Pourquoi les grandes enseignes de l’entretien auto se ruent sur les flottes d’entreprises
Historiquement tournés vers les particuliers, les réseaux de centres auto multiplient les offrent sur mesure pour séduire les professionnels. Une offensive qui leur permet de s’assurer à court terme un volume d’affaires et de se positionner sur le secteur naissant de l’électrique. Avec l’objectif de tailler des croupières aux concessionnaires sur le marché naissant de l’entretien des véhicules électriques.

La récente inauguration d’un site Feu Vert exclusivement dédié aux professionnels en dit long sur le basculement stratégique des grandes enseignes de l’entretien automobile.
Historiquement grand public, les Midas, Speedy, Norauto et consorts se livrent une sévère bataille sur le terrain du B2B pour attirer un max de flottes dans leurs réseaux et empocher une partie des 10 milliards d’euros en jeu.
Des millions de véhicules à l’usure accélérée
Pour comprendre cette frénésie, il convient d’observer la nature même du parc roulant français. Quand un véhicule particulier parcourt en moyenne 12 000 km par an, une voiture professionnelle en avale le double, voire le triple. Cette utilisation intensive implique mécaniquement des besoins d’entretiens accrus, à même de booster l’activité des ateliers. Avec au passage, une rentabilité nettement supérieure à celle de la clientèle particulière.

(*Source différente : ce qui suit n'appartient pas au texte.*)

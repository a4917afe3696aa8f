//! Events emitted by graph operations, for listeners that mirror or audit the dispute.

use arbor_primitives::{
    assertion::{AssertionClaim, AssertionParams},
    Address, Buf32, NodeHash,
};

/// Something observable that happened to the dispute graph.
#[derive(Clone, Debug, Eq, PartialEq)]
pub enum RollupEvent {
    StakeCreated {
        staker: Address,
        location: NodeHash,
    },
    StakeRefunded {
        staker: Address,
        amount: u64,
    },
    StakeMoved {
        staker: Address,
        location: NodeHash,
    },
    Asserted(AssertedEvent),
    Confirmed {
        node: NodeHash,
    },
    /// The outgoing messages of a confirmed valid node, released to the parent chain.
    ConfirmedAssertion {
        logs_acc_hash: Buf32,
        messages: Vec<Vec<u8>>,
    },
    Pruned {
        leaf: NodeHash,
    },
}

/// A new assertion, carrying the full claim so other validators can check it.
#[derive(Clone, Debug, Eq, PartialEq)]
pub struct AssertedEvent {
    pub prev_leaf: NodeHash,
    pub params: AssertionParams,
    pub claim: AssertionClaim,
    pub max_pending_top: Buf32,
    pub max_pending_count: u64,
}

Là où un ménage touché par l’inflation reporte ou restreint ses dépenses d’entretien (350 € panier moyen), une entreprise ne peut se permettre le moindre retard. Soumise à une obligation de sécurité envers ses salariés et face à la nécessité d’avoir un actif roulant toujours performant, une société ne peut tergiverser sur l’entretien de ses véhicules. Les pièces d’usures (frein, pneu…) sont changées de façon prédictive avant même la première alerte. Les visites au garage sont ainsi plus fréquentes, mais aussi plus lucratives avec un panier moyen autour des 600 €.
L’artillerie des services
Pour s’assurer ces volumes financiers récurrents, via des contrats-cadres pluriannuels, chaque enseigne structure sa propre division B2B pour séduire entreprises et gros leasers comme Arval ou Ayvens. Il faut dire que les loueurs, compte tenu de leur volume de flotte, achètent des prestations d’entretien par dizaines de milliers. En signant avec les mastodontes de l’entretien automobile, ils négocient des tarifs, pièces et main-d’œuvre, bien inférieurs à ceux proposés par les concessionnaires. De leur côté, les enseignes d’entretien s’assurent un volume régulier d’activité et remplissent leurs ateliers.

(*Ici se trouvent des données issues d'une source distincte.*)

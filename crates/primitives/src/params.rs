use arbitrary::Arbitrary;
use borsh::{BorshDeserialize, BorshSerialize};
use serde::{Deserialize, Serialize};

use crate::time::TimeTicks;

/// Per-rollup parameters, fixed when the chain is created.
#[derive(
    Copy,
    Clone,
    Debug,
    Eq,
    PartialEq,
    Arbitrary,
    BorshSerialize,
    BorshDeserialize,
    Serialize,
    Deserialize,
)]
pub struct ChainParams {
    /// Exact amount a staker has to put down.
    pub stake_requirement: u64,

    /// Ticks an assertion stays disputable before it can be confirmed.
    pub grace_period: TimeTicks,

    /// Upper bound on the steps a single assertion may claim.
    pub max_execution_steps: u64,

    /// Execution speed used to turn an assertion's gas into extra deadline slack.
    pub arb_gas_speed_limit_per_tick: u64,
}

impl ChainParams {
    /// Ticks of slack an assertion consuming `num_gas` gets on top of the grace period.
    pub fn check_time(&self, num_gas: u64) -> TimeTicks {
        TimeTicks::new(
            num_gas
                .checked_div(self.arb_gas_speed_limit_per_tick)
                .unwrap_or(0),
        )
    }
}

#[cfg(test)]
mod tests {
    use super::*;

    #[test]
    fn test_check_time() {
        let params = ChainParams {
            stake_requirement: 10,
            grace_period: TimeTicks::new(13_000),
            max_execution_steps: 1_000_000,
            arb_gas_speed_limit_per_tick: 200_000,
        };
        assert_eq!(params.check_time(0), TimeTicks::ZERO);
        assert_eq!(params.check_time(199_999), TimeTicks::ZERO);
        assert_eq!(params.check_time(1_000_000), TimeTicks::new(5));
    }

    #[test]
    fn test_check_time_zero_speed_limit() {
        let params = ChainParams {
            stake_requirement: 10,
            grace_period: TimeTicks::new(13_000),
            max_execution_steps: 1_000_000,
            arb_gas_speed_limit_per_tick: 0,
        };
        assert_eq!(params.check_time(1_000_000), TimeTicks::ZERO);
    }
}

Avec Fleet-Hub, Mobivia (Norauto-Midas) joue la carte de la complémentarité entre ses deux enseignes. Les professionnels ont ainsi accès à un réseau combiné de 800 centres. Norauto, installé en périphérie urbaine, avec des vastes ateliers, absorbe le flux de VUL ou des grosses berlines, alors que Midas plus au centre des agglomérations prend le relais sur la réactivité quotidienne et l’entretien de proximité pour les voitures de fonction par exemple. Speedy, propriété de Bridgestone, mise sur l’intégration numérique. Grâce aux e-Cards, toutes les interventions réalisées partout en France sont regroupées sur une seule et unique facture mensuelle dématérialisée, claire et pré-analysée. Feu Vert Services Entreprises met le paquet sur le service. Un système de conciergerie gère la logistique du véhicule et propose des véhicules de remplacement dédiés pendant l’immobilisation du véhicule pro.

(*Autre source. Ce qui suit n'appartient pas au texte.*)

use std::{path::Path, sync::Arc};

use arbor_config::{CheckpointConfig, DbConfig};
use arbor_db_store_sled::{open_sled_database, CheckpointDBSled, SledDbConfig, SLED_NAME};
use arbor_primitives::BlockId;
use arbor_storage::CheckpointDbManager;
use futures::{future::BoxFuture, FutureExt};
use parking_lot::Mutex;
use threadpool::ThreadPool;
use tokio::sync::oneshot;
use tracing::*;

use crate::{
    context::{CheckpointContext, RestoreContext, StoreRestoreContext},
    errors::{CheckpointError, CheckpointResult},
    oracle::ChainTimeOracle,
};

/// A checkpoint waiting for the write daemon.
struct WritableCheckpoint {
    block_id: BlockId,
    contents: Vec<u8>,
    ctx: CheckpointContext,
    resp: oneshot::Sender<CheckpointResult<()>>,
}

/// Persists snapshots of validator state and restores the latest canonical one.
///
/// Constructing a checkpointer does not start its daemons. Call [`crate::spawn_daemons`] once
/// the state has been restored, or drive [`Self::write_pending_checkpoint`] and
/// [`Self::cleanup_checkpoints`] by hand.
#[expect(
    missing_debug_implementations,
    reason = "Inner types don't have Debug implementation"
)]
pub struct Checkpointer {
    storage: Arc<CheckpointDbManager>,
    next_to_write: Mutex<Option<WritableCheckpoint>>,
    max_reorg_height: u64,
}

impl Checkpointer {
    pub fn new(storage: Arc<CheckpointDbManager>, max_reorg_height: u64) -> Self {
        Self {
            storage,
            next_to_write: Mutex::new(None),
            max_reorg_height,
        }
    }

    /// Opens the sled checkpoint database under `datadir`.
    pub fn open(
        datadir: &Path,
        config: &CheckpointConfig,
        db_config: &DbConfig,
        pool: ThreadPool,
    ) -> anyhow::Result<Self> {
        let sled_db = open_sled_database(datadir, SLED_NAME, config.force_fresh_start)?;
        let sled_config =
            SledDbConfig::new_with_constant_backoff(db_config.retry_count, db_config.retry_delay_ms);
        let db = Arc::new(CheckpointDBSled::new(&sled_db, sled_config)?);
        let storage = Arc::new(CheckpointDbManager::new(pool, db));
        Ok(Self::new(storage, config.max_reorg_height))
    }

    pub fn storage(&self) -> &Arc<CheckpointDbManager> {
        &self.storage
    }

    pub fn max_reorg_height(&self) -> u64 {
        self.max_reorg_height
    }

    /// Whether any checkpoint has been written.
    pub async fn has_checkpointed_state(&self) -> CheckpointResult<bool> {
        Ok(!self.storage.is_empty_async().await?)
    }

    /// Queues a checkpoint for the write daemon, replacing any checkpoint still waiting.
    ///
    /// The checkpoint is queued before this returns. The returned future resolves once it has
    /// been written, or with [`CheckpointError::ReplacedByNewer`] if another one took its place
    /// first.
    pub fn async_save_checkpoint(
        &self,
        block_id: BlockId,
        contents: Vec<u8>,
        ctx: CheckpointContext,
    ) -> BoxFuture<'static, CheckpointResult<()>> {
        let (resp, resp_rx) = oneshot::channel();
        let entry = WritableCheckpoint {
            block_id,
            contents,
            ctx,
            resp,
        };

        let replaced = self.next_to_write.lock().replace(entry);
        if let Some(old) = replaced {
            debug!(old = %old.block_id, new = %block_id, "replacing queued checkpoint");
            // The old caller may have stopped waiting.
            let _ = old.resp.send(Err(CheckpointError::ReplacedByNewer));
        }

        async move { resp_rx.await.unwrap_or(Err(CheckpointError::WriterExited)) }.boxed()
    }

    /// Writes the queued checkpoint, if any, and reports the result to its caller.
    ///
    /// Returns the block id of the checkpoint that was taken from the queue.
    #[instrument(skip(self), fields(component = "checkpointer:write"))]
    pub async fn write_pending_checkpoint(&self) -> Option<BlockId> {
        let entry = self.next_to_write.lock().take()?;
        let block_id = entry.block_id;

        let (values, machines) = entry.ctx.into_objects();
        let res = self
            .storage
            .put_checkpoint_async(block_id, entry.contents, values, machines)
            .await
            .map_err(CheckpointError::from);

        match &res {
            Ok(()) => debug!(%block_id, "wrote checkpoint"),
            Err(err) => error!(%block_id, %err, "error writing checkpoint"),
        }
        let _ = entry.resp.send(res);
        Some(block_id)
    }

    /// Deletes checkpoints that are more than `max_reorg_height` below the newest one.
    ///
    /// The newest checkpointed height below the cutoff is kept so that a restore always has a
    /// fallback once the window is exhausted. Failed deletes are logged and skipped. Returns the
    /// number of checkpoints deleted.
    #[instrument(skip(self), fields(component = "checkpointer:cleanup"))]
    pub async fn cleanup_checkpoints(&self) -> CheckpointResult<usize> {
        let (Some(min), Some(max)) = (
            self.storage.min_block_height_async().await?,
            self.storage.max_block_height_async().await?,
        ) else {
            return Ok(0);
        };

        let height_limit = max.saturating_sub(self.max_reorg_height);
        let mut prev_ids = Vec::new();
        let mut deleted = 0;

        for height in min..height_limit {
            let ids = self.storage.block_ids_at_height_async(height).await?;
            if ids.is_empty() {
                continue;
            }

            for id in prev_ids {
                match self.storage.delete_checkpoint_async(id).await {
                    Ok(true) => deleted += 1,
                    Ok(false) => {}
                    Err(err) => warn!(%id, %err, "failed to delete old checkpoint"),
                }
            }
            prev_ids = ids;
        }

        if deleted > 0 {
            info!(%deleted, %height_limit, "cleaned up old checkpoints");
        }
        Ok(deleted)
    }

    /// Finds the newest checkpoint whose block is still canonical and hands it to `unmarshal`.
    ///
    /// Heights are scanned downward from the newest checkpoint. At each height `oracle` names
    /// the canonical block; checkpoints of orphaned blocks are never looked at. Records that
    /// can't be read and checkpoints `unmarshal` rejects are logged and skipped. An oracle
    /// failure aborts the scan.
    ///
    /// Must complete before the daemons are started. `unmarshal` runs on the caller's thread and
    /// its [`RestoreContext`] reads from the store synchronously.
    pub async fn restore_latest_state<O, F>(
        &self,
        oracle: &O,
        mut unmarshal: F,
    ) -> CheckpointResult<BlockId>
    where
        O: ChainTimeOracle + ?Sized,
        F: FnMut(&[u8], &dyn RestoreContext, BlockId) -> anyhow::Result<()>,
    {
        if self.storage.is_empty_async().await? {
            return Err(CheckpointError::NoCheckpoint);
        }
        let (Some(min), Some(max)) = (
            self.storage.min_block_height_async().await?,
            self.storage.max_block_height_async().await?,
        ) else {
            return Err(CheckpointError::NoCheckpoint);
        };

        let restore_ctx = StoreRestoreContext::new(&self.storage);
        for height in (min..=max).rev() {
            let block_id = oracle
                .block_id_for_height(height)
                .await
                .map_err(CheckpointError::Oracle)?;

            let entry = match self.storage.get_checkpoint_async(block_id).await {
                Ok(Some(entry)) => entry,
                Ok(None) => continue,
                Err(err) => {
                    warn!(%height, %block_id, %err, "unreadable checkpoint record");
                    continue;
                }
            };

            if let Err(err) = unmarshal(&entry.contents, &restore_ctx, block_id) {
                warn!(%height, %block_id, %err, "failed to load checkpoint");
                continue;
            }

            info!(%block_id, "restored checkpoint");
            return Ok(block_id);
        }

        Err(CheckpointError::NoMatchingCheckpoint)
    }
}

Garder la main sur le marché de la transition électrique
Au-delà du regain d’activité immédiat, l’offensive sur le B2B répond également à un impératif industriel. Celui de l’électrification des flottes. Poussées par les contraintes environnementales et les quotas de verdissement des parcs pros, les flottes d’entreprises s’électrifient presque deux fois plus rapidement que les particuliers.
Pour les réseaux de réparation, répondre à cette nouvelle demande, réclame des investissements massifs pour former les équipes et acheter du matériel spécifique. Capter les flottes, permet de rentabiliser les investissements consentis. Et de garder la main sur le marché de demain.